▶ _Records for the task_:
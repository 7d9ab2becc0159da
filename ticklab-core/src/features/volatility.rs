//! Coefficient-of-variation volatility over a filtered trade window.

use serde::{Deserialize, Serialize};

use super::preceding;
use crate::domain::Tick;

/// Price, inter-trade time, and amount volatility over one window.
///
/// Each series needs at least two samples; otherwise it is `None`.
#[derive(Debug, Clone, Copy, Default, PartialEq, Serialize, Deserialize)]
pub struct VolatilityWindow {
    pub price: Option<f64>,
    pub time: Option<f64>,
    pub amount: Option<f64>,
    /// Qualifying ticks visited.
    pub samples: usize,
}

/// Population standard deviation divided by `|mean|`.
///
/// `None` for fewer than two values. A constant series and a zero mean both
/// give exactly `0.0`.
pub fn coefficient_of_variation(values: &[f64]) -> Option<f64> {
    if values.len() < 2 {
        return None;
    }
    let first = values[0];
    if values.iter().all(|v| *v == first) {
        return Some(0.0);
    }
    let n = values.len() as f64;
    let mean = values.iter().sum::<f64>() / n;
    if mean == 0.0 {
        return Some(0.0);
    }
    let variance = values.iter().map(|v| (v - mean).powi(2)).sum::<f64>() / n;
    Some(variance.sqrt() / mean.abs())
}

/// Walk back from `anchor` over at most `lookback` ticks whose absolute amount
/// is at least `min_amount`, and measure the volatility of their prices,
/// inter-trade gaps, and absolute amounts.
///
/// Only positive prices and positive times contribute. Gaps are taken as
/// `newer - older` while walking backward, so they are never negative on an
/// ordered tape.
pub fn trailing_volatility(
    tape: &[Tick],
    anchor: usize,
    lookback: usize,
    min_amount: f64,
) -> VolatilityWindow {
    let mut prices = Vec::with_capacity(lookback);
    let mut gaps = Vec::with_capacity(lookback);
    let mut amounts = Vec::with_capacity(lookback);
    let mut newer_time: Option<i64> = None;
    let mut samples = 0;

    for tick in preceding(tape, anchor) {
        if samples >= lookback {
            break;
        }
        let amount = tick.abs_amount();
        if amount < min_amount {
            continue;
        }
        if tick.price() > 0.0 {
            prices.push(tick.price());
        }
        if tick.time_ms > 0 {
            if let Some(newer) = newer_time {
                gaps.push((newer - tick.time_ms) as f64);
            }
            newer_time = Some(tick.time_ms);
        }
        amounts.push(amount);
        samples += 1;
    }

    VolatilityWindow {
        price: coefficient_of_variation(&prices),
        time: coefficient_of_variation(&gaps),
        amount: coefficient_of_variation(&amounts),
        samples,
    }
}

▶ _Assignment_: The response should be a verbatim transcription of the data.

▶ _Worked solution_:
repository 7d9ab2becc0159da
filename ticklab-core/src/features/volatility.rs
//! Coefficient-of-variation volatility over a filtered trade window.

use serde::{Deserialize, Serialize};

use super::preceding;
use crate::domain::Tick;

/// Price, inter-trade time, and amount volatility over one window.
///
/// Each series needs at least two samples; otherwise it is `None`.
#[derive(Debug, Clone, Copy, Default, PartialEq, Serialize, Deserialize)]
pub struct VolatilityWindow {
    pub price: Option<f64>,
    pub time: Option<f64>,
    pub amount: Option<f64>,
    /// Qualifying ticks visited.
    pub samples: usize,
}

/// Population standard deviation divided by `|mean|`.
///
/// `None` for fewer than two values. A constant series and a zero mean both
/// give exactly `0.0`.
pub fn coefficient_of_variation(values: &[f64]) -> Option<f64> {
    if values.len() < 2 {
        return None;
    }
    let first = values[0];
    if values.iter().all(|v| *v == first) {
        return Some(0.0);
    }
    let n = values.len() as f64;
    let mean = values.iter().sum::<f64>() / n;
    if mean == 0.0 {
        return Some(0.0);
    }
    let variance = values.iter().map(|v| (v - mean).powi(2)).sum::<f64>() / n;
    Some(variance.sqrt() / mean.abs())
}

/// Walk back from `anchor` over at most `lookback` ticks whose absolute amount
/// is at least `min_amount`, and measure the volatility of their prices,
/// inter-trade gaps, and absolute amounts.
///
/// Only positive prices and positive times contribute. Gaps are taken as
/// `newer - older` while walking backward, so they are never negative on an
/// ordered tape.
pub fn trailing_volatility(
    tape: &[Tick],
    anchor: usize,
    lookback: usize,
    min_amount: f64,
) -> VolatilityWindow {
    let mut prices = Vec::with_capacity(lookback);
    let mut gaps = Vec::with_capacity(lookback);
    let mut amounts = Vec::with_capacity(lookback);
    let mut newer_time: Option<i64> = None;
    let mut samples = 0;

    for tick in preceding(tape, anchor) {
        if samples >= lookback {
            break;
        }
        let amount = tick.abs_amount();
        if amount < min_amount {
            continue;
        }
        if tick.price() > 0.0 {
            prices.push(tick.price());
        }
        if tick.time_ms > 0 {
            if let Some(newer) = newer_time {
                gaps.push((newer - tick.time_ms) as f64);
            }
            newer_time = Some(tick.time_ms);
        }
        amounts.push(amount);
        samples += 1;
    }

    VolatilityWindow {
        price: coefficient_of_variation(&prices),
        time: coefficient_of_variation(&gaps),
        amount: coefficient_of_variation(&amounts),
        samples,
    }
}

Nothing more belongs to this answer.